TASK INSTRUCTIONS: Please give the data again in full, exactly as provided.

----- DATA RECORDS -----

//! Claim candidates ordered by claimable reward (max-heap)

use priority_queue::PriorityQueue;
use stake_model::{FixedPointAmount, PositionRow};
use std::cmp::Reverse;
use std::collections::HashMap;

/// A position worth claiming
#[derive(Debug, Clone, PartialEq, Eq)]
pub struct ClaimCandidate {
    pub position_index: u32,
    pub plan_name: String,
    pub claimable: FixedPointAmount,
}

impl From<&PositionRow> for ClaimCandidate {
    fn from(row: &PositionRow) -> Self {
        Self {
            position_index: row.position_index,
            plan_name: row.plan_name.clone(),
            claimable: row.claimable,
        }
    }
}

/// Largest claimable first; equal amounts go lowest position index first
pub struct ClaimQueue {
    queue: PriorityQueue<u32, (FixedPointAmount, Reverse<u32>)>,
    map: HashMap<u32, ClaimCandidate>,
}

impl ClaimQueue {
    pub fn new() -> Self {
        Self {
            queue: PriorityQueue::new(),
            map: HashMap::new(),
        }
    }

    /// Build from one cycle's position rows
    pub fn from_rows(rows: &[PositionRow]) -> Self {
        let mut queue = Self::new();
        for row in rows {
            queue.push(ClaimCandidate::from(row));
        }
        queue
    }

    /// Push or replace a candidate
    pub fn push(&mut self, candidate: ClaimCandidate) {
        let index = candidate.position_index;
        self.queue.push(index, (candidate.claimable, Reverse(index)));
        self.map.insert(index, candidate);
    }

    pub fn pop(&mut self) -> Option<ClaimCandidate> {
        let (index, _priority) = self.queue.pop()?;
        self.map.remove(&index)
    }

    pub fn peek(&self) -> Option<&ClaimCandidate> {
        let (index, _priority) = self.queue.peek()?;
        self.map.get(index)
    }

    pub fn len(&self) -> usize {
        self.map.len()
    }

    pub fn is_empty(&self) -> bool {
        self.map.is_empty()
    }

    /// Candidates with claimable >= threshold, largest first
    pub fn claimable_above(&self, threshold: &FixedPointAmount) -> Vec<ClaimCandidate> {
        let mut out: Vec<ClaimCandidate> = self
            .map
            .values()
            .filter(|c| c.claimable >= *threshold)
            .cloned()
            .collect();
        out.sort_by(|a, b| {
            b.claimable
                .cmp(&a.claimable)
                .then(a.position_index.cmp(&b.position_index))
        });
        out
    }

    /// Pop up to `max` candidates, stopping at the first one below `threshold`
    pub fn take_batch(
        &mut self,
        max: usize,
        threshold: &FixedPointAmount,
    ) -> Vec<ClaimCandidate> {
        let mut batch = Vec::new();
        while batch.len() < max {
            match self.peek() {
                Some(top) if top.claimable >= *threshold => {}
                _ => break,
            }
            if let Some(candidate) = self.pop() {
                batch.push(candidate);
            }
        }
        batch
    }

    /// Pop the largest candidates until their claimable sum reaches `amount`
    ///
    /// Returns the batch and its sum. The sum falls short only when the queue
    /// runs dry first.
    pub fn take_covering(
        &mut self,
        amount: &FixedPointAmount,
    ) -> stake_model::Result<(Vec<ClaimCandidate>, FixedPointAmount)> {
        let mut batch = Vec::new();
        let mut covered = FixedPointAmount::ZERO;
        while covered < *amount {
            match self.pop() {
                Some(candidate) if !candidate.claimable.is_zero() => {
                    covered = covered.checked_add(&candidate.claimable)?;
                    batch.push(candidate);
                }
                _ => break,
            }
        }
        Ok((batch, covered))
    }
}

impl Default for ClaimQueue {
    fn default() -> Self {
        Self::new()
    }
}

#[cfg(test)]
mod tests {
    use super::*;

    fn candidate(index: u32, tokens: u64) -> ClaimCandidate {
        ClaimCandidate {
            position_index: index,
            plan_name: "Starter".to_string(),
            claimable: FixedPointAmount::from_tokens(tokens),
        }
    }

    #[test]
    fn test_queue_push_pop() {
        let mut queue = ClaimQueue::new();
        queue.push(candidate(0, 5));
        queue.push(candidate(1, 40));
        queue.push(candidate(2, 12));

        assert_eq!(queue.len(), 3);
        assert_eq!(queue.pop().unwrap().position_index, 1);
        assert_eq!(queue.pop().unwrap().position_index, 2);
        assert_eq!(queue.pop().unwrap().position_index, 0);
        assert!(queue.pop().is_none());
    }

    #[test]
    fn test_queue_peek_and_ties() {
        let mut queue = ClaimQueue::new();
        queue.push(candidate(3, 10));
        queue.push(candidate(1, 10));

        assert_eq!(queue.peek().unwrap().position_index, 1);
        assert_eq!(queue.len(), 2);
    }

    #[test]
    fn test_queue_replace() {
        let mut queue = ClaimQueue::new();
        queue.push(candidate(0, 5));
        queue.push(candidate(1, 8));
        queue.push(candidate(0, 50));

        assert_eq!(queue.len(), 2);
        assert_eq!(queue.peek().unwrap().claimable, FixedPointAmount::from_tokens(50));

        queue.push(candidate(0, 2));
        assert_eq!(queue.peek().unwrap().position_index, 1);
    }

    #[test]
    fn test_claimable_above() {
        let mut queue = ClaimQueue::new();
        queue.push(candidate(0, 1));
        queue.push(candidate(1, 3));
        queue.push(candidate(2, 2));

        let above = queue.claimable_above(&FixedPointAmount::from_tokens(2));
        let order: Vec<u32> = above.iter().map(|c| c.position_index).collect();
        assert_eq!(order, vec![1, 2]);
    }

    #[test]
    fn test_take_batch() {
        let mut queue = ClaimQueue::new();
        for (i, t) in [9u64, 1, 7, 3, 5].iter().enumerate() {
            queue.push(candidate(i as u32, *t));
        }

        let batch = queue.take_batch(2, &FixedPointAmount::from_tokens(2));
        let order: Vec<u32> = batch.iter().map(|c| c.position_index).collect();
        assert_eq!(order, vec![0, 2]);

        let rest = queue.take_batch(10, &FixedPointAmount::from_tokens(2));
        assert_eq!(rest.len(), 2);
        // Only the 1-token position is left
        assert_eq!(queue.len(), 1);
    }

    #[test]
    fn test_take_covering() {
        let mut queue = ClaimQueue::new();
        for (i, t) in [4u64, 9, 0, 6].iter().enumerate() {
            queue.push(candidate(i as u32, *t));
        }

        let (batch, covered) = queue.take_covering(&FixedPointAmount::from_tokens(12)).unwrap();
        let order: Vec<u32> = batch.iter().map(|c| c.position_index).collect();
        assert_eq!(order, vec![1, 3]);
        assert_eq!(covered, FixedPointAmount::from_tokens(15));
        assert_eq!(queue.len(), 2);
    }

    #[test]
    fn test_take_covering_runs_dry() {
        let mut queue = ClaimQueue::new();
        queue.push(candidate(0, 3));
        queue.push(candidate(1, 0));

        let (batch, covered) = queue.take_covering(&FixedPointAmount::from_tokens(5)).unwrap();
        assert_eq!(batch.len(), 1);
        assert_eq!(covered, FixedPointAmount::from_tokens(3));
    }
}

-----

OUTPUT OF THE TASK:
//! Claim candidates ordered by claimable reward (max-heap)

use priority_queue::PriorityQueue;
use stake_model::{FixedPointAmount, PositionRow};
use std::cmp::Reverse;
use std::collections::HashMap;

/// A position worth claiming
#[derive(Debug, Clone, PartialEq, Eq)]
pub struct ClaimCandidate {
    pub position_index: u32,
    pub plan_name: String,
    pub claimable: FixedPointAmount,
}

impl From<&PositionRow> for ClaimCandidate {
    fn from(row: &PositionRow) -> Self {
        Self {
            position_index: row.position_index,
            plan_name: row.plan_name.clone(),
            claimable: row.claimable,
        }
    }
}

/// Largest claimable first; equal amounts go lowest position index first
pub struct ClaimQueue {
    queue: PriorityQueue<u32, (FixedPointAmount, Reverse<u32>)>,
    map: HashMap<u32, ClaimCandidate>,
}

impl ClaimQueue {
    pub fn new() -> Self {
        Self {
            queue: PriorityQueue::new(),
            map: HashMap::new(),
        }
    }

    /// Build from one cycle's position rows
    pub fn from_rows(rows: &[PositionRow]) -> Self {
        let mut queue = Self::new();
        for row in rows {
            queue.push(ClaimCandidate::from(row));
        }
        queue
    }

    /// Push or replace a candidate
    pub fn push(&mut self, candidate: ClaimCandidate) {
        let index = candidate.position_index;
        self.queue.push(index, (candidate.claimable, Reverse(index)));
        self.map.insert(index, candidate);
    }

    pub fn pop(&mut self) -> Option<ClaimCandidate> {
        let (index, _priority) = self.queue.pop()?;
        self.map.remove(&index)
    }

    pub fn peek(&self) -> Option<&ClaimCandidate> {
        let (index, _priority) = self.queue.peek()?;
        self.map.get(index)
    }

    pub fn len(&self) -> usize {
        self.map.len()
    }

    pub fn is_empty(&self) -> bool {
        self.map.is_empty()
    }

    /// Candidates with claimable >= threshold, largest first
    pub fn claimable_above(&self, threshold: &FixedPointAmount) -> Vec<ClaimCandidate> {
        let mut out: Vec<ClaimCandidate> = self
            .map
            .values()
            .filter(|c| c.claimable >= *threshold)
            .cloned()
            .collect();
        out.sort_by(|a, b| {
            b.claimable
                .cmp(&a.claimable)
                .then(a.position_index.cmp(&b.position_index))
        });
        out
    }

    /// Pop up to `max` candidates, stopping at the first one below `threshold`
    pub fn take_batch(
        &mut self,
        max: usize,
        threshold: &FixedPointAmount,
    ) -> Vec<ClaimCandidate> {
        let mut batch = Vec::new();
        while batch.len() < max {
            match self.peek() {
                Some(top) if top.claimable >= *threshold => {}
                _ => break,
            }
            if let Some(candidate) = self.pop() {
                batch.push(candidate);
            }
        }
        batch
    }

    /// Pop the largest candidates until their claimable sum reaches `amount`
    ///
    /// Returns the batch and its sum. The sum falls short only when the queue
    /// runs dry first.
    pub fn take_covering(
        &mut self,
        amount: &FixedPointAmount,
    ) -> stake_model::Result<(Vec<ClaimCandidate>, FixedPointAmount)> {
        let mut batch = Vec::new();
        let mut covered = FixedPointAmount::ZERO;
        while covered < *amount {
            match self.pop() {
                Some(candidate) if !candidate.claimable.is_zero() => {
                    covered = covered.checked_add(&candidate.claimable)?;
                    batch.push(candidate);
                }
                _ => break,
            }
        }
        Ok((batch, covered))
    }
}

impl Default for ClaimQueue {
    fn default() -> Self {
        Self::new()
    }
}

#[cfg(test)]
mod tests {
    use super::*;

    fn candidate(index: u32, tokens: u64) -> ClaimCandidate {
        ClaimCandidate {
            position_index: index,
            plan_name: "Starter".to_string(),
            claimable: FixedPointAmount::from_tokens(tokens),
        }
    }

    #[test]
    fn test_queue_push_pop() {
        let mut queue = ClaimQueue::new();
        queue.push(candidate(0, 5));
        queue.push(candidate(1, 40));
        queue.push(candidate(2, 12));

        assert_eq!(queue.len(), 3);
        assert_eq!(queue.pop().unwrap().position_index, 1);
        assert_eq!(queue.pop().unwrap().position_index, 2);
        assert_eq!(queue.pop().unwrap().position_index, 0);
        assert!(queue.pop().is_none());
    }

    #[test]
    fn test_queue_peek_and_ties() {
        let mut queue = ClaimQueue::new();
        queue.push(candidate(3, 10));
        queue.push(candidate(1, 10));

        assert_eq!(queue.peek().unwrap().position_index, 1);
        assert_eq!(queue.len(), 2);
    }

    #[test]
    fn test_queue_replace() {
        let mut queue = ClaimQueue::new();
        queue.push(candidate(0, 5));
        queue.push(candidate(1, 8));
        queue.push(candidate(0, 50));

        assert_eq!(queue.len(), 2);
        assert_eq!(queue.peek().unwrap().claimable, FixedPointAmount::from_tokens(50));

        queue.push(candidate(0, 2));
        assert_eq!(queue.peek().unwrap().position_index, 1);
    }

    #[test]
    fn test_claimable_above() {
        let mut queue = ClaimQueue::new();
        queue.push(candidate(0, 1));
        queue.push(candidate(1, 3));
        queue.push(candidate(2, 2));

        let above = queue.claimable_above(&FixedPointAmount::from_tokens(2));
        let order: Vec<u32> = above.iter().map(|c| c.position_index).collect();
        assert_eq!(order, vec![1, 2]);
    }

    #[test]
    fn test_take_batch() {
        let mut queue = ClaimQueue::new();
        for (i, t) in [9u64, 1, 7, 3, 5].iter().enumerate() {
            queue.push(candidate(i as u32, *t));
        }

        let batch = queue.take_batch(2, &FixedPointAmount::from_tokens(2));
        let order: Vec<u32> = batch.iter().map(|c| c.position_index).collect();
        assert_eq!(order, vec![0, 2]);

        let rest = queue.take_batch(10, &FixedPointAmount::from_tokens(2));
        assert_eq!(rest.len(), 2);
        // Only the 1-token position is left
        assert_eq!(queue.len(), 1);
    }

    #[test]
    fn test_take_covering() {
        let mut queue = ClaimQueue::new();
        for (i, t) in [4u64, 9, 0, 6].iter().enumerate() {
            queue.push(candidate(i as u32, *t));
        }

        let (batch, covered) = queue.take_covering(&FixedPointAmount::from_tokens(12)).unwrap();
        let order: Vec<u32> = batch.iter().map(|c| c.position_index).collect();
        assert_eq!(order, vec![1, 3]);
        assert_eq!(covered, FixedPointAmount::from_tokens(15));
        assert_eq!(queue.len(), 2);
    }

    #[test]
    fn test_take_covering_runs_dry() {
        let mut queue = ClaimQueue::new();
        queue.push(candidate(0, 3));
        queue.push(candidate(1, 0));

        let (batch, covered) = queue.take_covering(&FixedPointAmount::from_tokens(5)).unwrap();
        assert_eq!(batch.len(), 1);
        assert_eq!(covered, FixedPointAmount::from_tokens(3));
    }
}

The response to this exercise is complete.